Listed records =
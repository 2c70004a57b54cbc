use chrono::{DateTime, Utc};
use serde::{Deserialize, Serialize};
use sqlx::FromRow;
use url::Url;
use validator::Validate;

use crate::utils::export::{PostRecord, TagsInput};

/// Represents the 'cms_posts' table in the database.
#[derive(Debug, Clone, FromRow, Serialize, Deserialize)]
pub struct Post {
    pub id: i64,
    pub slug: String,
    pub title: String,
    pub excerpt: String,
    /// Sanitized rich-text body.
    pub content_html: String,
    pub cover_url: String,
    pub tags: Vec<String>,
    pub author: String,
    pub published: bool,
    pub published_at: Option<DateTime<Utc>>,

    // SEO overrides
    pub meta_title: Option<String>,
    pub meta_description: Option<String>,
    pub meta_image_url: Option<String>,
    pub canonical_url: Option<String>,
    pub noindex: bool,

    pub created_at: DateTime<Utc>,
    pub updated_at: DateTime<Utc>,
}

impl From<&Post> for PostRecord {
    fn from(post: &Post) -> Self {
        PostRecord {
            id: Some(post.id.to_string()),
            title: Some(post.title.clone()),
            excerpt: Some(post.excerpt.clone()),
            slug: Some(post.slug.clone()),
            published: Some(post.published),
            published_at: post.published_at.map(|at| at.to_rfc3339()),
            tags: Some(TagsInput::List(post.tags.clone())),
            cover_image: Some(post.cover_url.clone()),
            author: Some(post.author.clone()),
            content: Some(post.content_html.clone()),
        }
    }
}

/// Public view of a published post.
#[derive(Debug, Clone, FromRow, Serialize)]
pub struct PublishedPost {
    pub id: i64,
    pub slug: String,
    pub title: String,
    pub excerpt: String,
    pub cover_url: String,
    pub content_html: String,
    pub author: String,
    pub tags: Vec<String>,
    pub published_at: Option<DateTime<Utc>>,
    pub meta_title: Option<String>,
    pub meta_description: Option<String>,
    pub meta_image_url: Option<String>,
    pub canonical_url: Option<String>,
    pub noindex: bool,
}

/// DTO for saving a post from the admin editor.
///
/// Missing fields fall back to empty values, the way the editor form sends them.
#[derive(Debug, Deserialize, Validate)]
pub struct SavePostRequest {
    #[validate(length(max = 200, message = "Title must be at most 200 chars"))]
    #[serde(default)]
    pub title: String,

    #[validate(length(max = 200, message = "Slug must be at most 200 chars"))]
    #[serde(default)]
    pub slug: String,

    #[validate(length(max = 1000, message = "Excerpt must be at most 1000 chars"))]
    #[serde(default)]
    pub excerpt: String,

    #[validate(length(max = 500000, message = "Content is too large"))]
    #[serde(default)]
    pub content_html: String,

    #[validate(length(max = 500), custom(function = validate_optional_url))]
    #[serde(default)]
    pub cover_url: String,

    pub tags: Option<TagsInput>,

    #[serde(default)]
    pub author: String,

    #[serde(default)]
    pub published: bool,

    pub published_at: Option<DateTime<Utc>>,

    #[validate(length(max = 200))]
    pub meta_title: Option<String>,
    #[validate(length(max = 500))]
    pub meta_description: Option<String>,
    #[validate(custom(function = validate_optional_url))]
    pub meta_image_url: Option<String>,
    #[validate(custom(function = validate_optional_url))]
    pub canonical_url: Option<String>,
    #[serde(default)]
    pub noindex: bool,
}

/// DTO for the one-click cleanup endpoint.
#[derive(Debug, Deserialize)]
pub struct SanitizeRequest {
    pub html: Option<String>,
}

/// Empty strings are allowed (field cleared); anything else must be an absolute URL.
pub fn validate_optional_url(url: &str) -> Result<(), validator::ValidationError> {
    if url.is_empty() {
        return Ok(());
    }
    if Url::parse(url).is_err() {
        return Err(validator::ValidationError::new("invalid_url"));
    }
    Ok(())
}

Your assignment =
What lines of the material above hold the string "Deserialize"? Please copy them.

Output of the task =
use serde::{Deserialize, Serialize};
#[derive(Debug, Clone, FromRow, Serialize, Deserialize)]
#[derive(Debug, Deserialize, Validate)]
#[derive(Debug, Deserialize)]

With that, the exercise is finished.